• _GIVEN RECORDS_
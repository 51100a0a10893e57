use std::collections::VecDeque;

use crate::scene::SceneState;

#[cfg(test)]
#[path = "history_test.rs"]
mod history_test;

pub const DEFAULT_HISTORY_LIMIT: usize = 100;
pub const INITIAL_LABEL: &str = "initial canvas";

#[derive(Clone, Debug, PartialEq, Eq)]
pub struct HistoryEntry {
    pub snapshot: SceneState,
    pub label: String,
    /// Milliseconds since the Unix epoch.
    pub timestamp: u64,
}

impl HistoryEntry {
    pub fn new(snapshot: SceneState, label: impl Into<String>, timestamp: u64) -> Self {
        Self {
            snapshot,
            label: label.into(),
            timestamp,
        }
    }
}

#[derive(Clone, Copy, Debug, PartialEq, Eq)]
pub enum HistoryPosition {
    Past,
    Current,
    Future,
}

impl HistoryPosition {
    pub fn css_class(self) -> &'static str {
        match self {
            HistoryPosition::Past => "history-item-past",
            HistoryPosition::Current => "history-item-current",
            HistoryPosition::Future => "history-item-future",
        }
    }
}

/// Row of the history panel.
#[derive(Clone, Debug, PartialEq, Eq)]
pub struct HistoryItem<'a> {
    pub index: usize,
    pub label: &'a str,
    pub timestamp: u64,
    pub position: HistoryPosition,
}

/// Linear, bounded snapshot timeline with a cursor at the displayed state.
///
/// Never empty: it is created from an initial entry and reset to one.
#[derive(Clone, Debug)]
pub struct HistoryTimeline {
    entries: VecDeque<HistoryEntry>,
    index: usize,
    limit: usize,
}

impl HistoryTimeline {
    pub fn new(initial: HistoryEntry, limit: usize) -> Self {
        let mut entries = VecDeque::new();
        entries.push_back(initial);
        Self {
            entries,
            index: 0,
            limit: limit.max(1),
        }
    }

    pub fn len(&self) -> usize {
        self.entries.len()
    }

    pub fn is_empty(&self) -> bool {
        self.entries.is_empty()
    }

    pub fn limit(&self) -> usize {
        self.limit
    }

    pub fn current_index(&self) -> usize {
        self.index
    }

    pub fn current(&self) -> &HistoryEntry {
        &self.entries[self.index]
    }

    pub fn get(&self, index: usize) -> Option<&HistoryEntry> {
        self.entries.get(index)
    }

    pub fn entries(&self) -> impl Iterator<Item = &HistoryEntry> {
        self.entries.iter()
    }

    pub fn can_undo(&self) -> bool {
        self.index > 0
    }

    pub fn can_redo(&self) -> bool {
        self.index + 1 < self.entries.len()
    }

    /// Appends after the cursor, discarding the redo branch. At the cap the
    /// oldest entry is evicted and the cursor stays on the last slot.
    pub fn push(&mut self, entry: HistoryEntry) {
        self.entries.truncate(self.index + 1);
        self.entries.push_back(entry);
        if self.entries.len() > self.limit {
            self.entries.pop_front();
        } else {
            self.index += 1;
        }
        self.index = self.index.min(self.entries.len() - 1);
    }

    pub fn undo(&mut self) -> Option<&HistoryEntry> {
        if !self.can_undo() {
            return None;
        }
        self.index -= 1;
        Some(self.current())
    }

    pub fn redo(&mut self) -> Option<&HistoryEntry> {
        if !self.can_redo() {
            return None;
        }
        self.index += 1;
        Some(self.current())
    }

    /// Moves the cursor without truncating; the redo branch survives until the next push.
    pub fn jump(&mut self, index: usize) -> Option<&HistoryEntry> {
        if index >= self.entries.len() {
            return None;
        }
        self.index = index;
        Some(self.current())
    }

    /// Puts the cursor back after a failed scene load.
    pub(crate) fn restore_cursor(&mut self, index: usize) {
        if index < self.entries.len() {
            self.index = index;
        }
    }

    pub fn reset(&mut self, initial: HistoryEntry) {
        self.entries.clear();
        self.entries.push_back(initial);
        self.index = 0;
    }

    /// Panel rows, newest first.
    pub fn items(&self) -> Vec<HistoryItem<'_>> {
        self.entries
            .iter()
            .enumerate()
            .rev()
            .map(|(index, entry)| HistoryItem {
                index,
                label: &entry.label,
                timestamp: entry.timestamp,
                position: match index.cmp(&self.index) {
                    std::cmp::Ordering::Less => HistoryPosition::Past,
                    std::cmp::Ordering::Equal => HistoryPosition::Current,
                    std::cmp::Ordering::Greater => HistoryPosition::Future,
                },
            })
            .collect()
    }
}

• _PROBLEM STATEMENT_
Sift the data above for lines with "after", then copy each one.

• _EXPECTED ANSWER_
    /// Appends after the cursor, discarding the redo branch. At the cap the
    /// Puts the cursor back after a failed scene load.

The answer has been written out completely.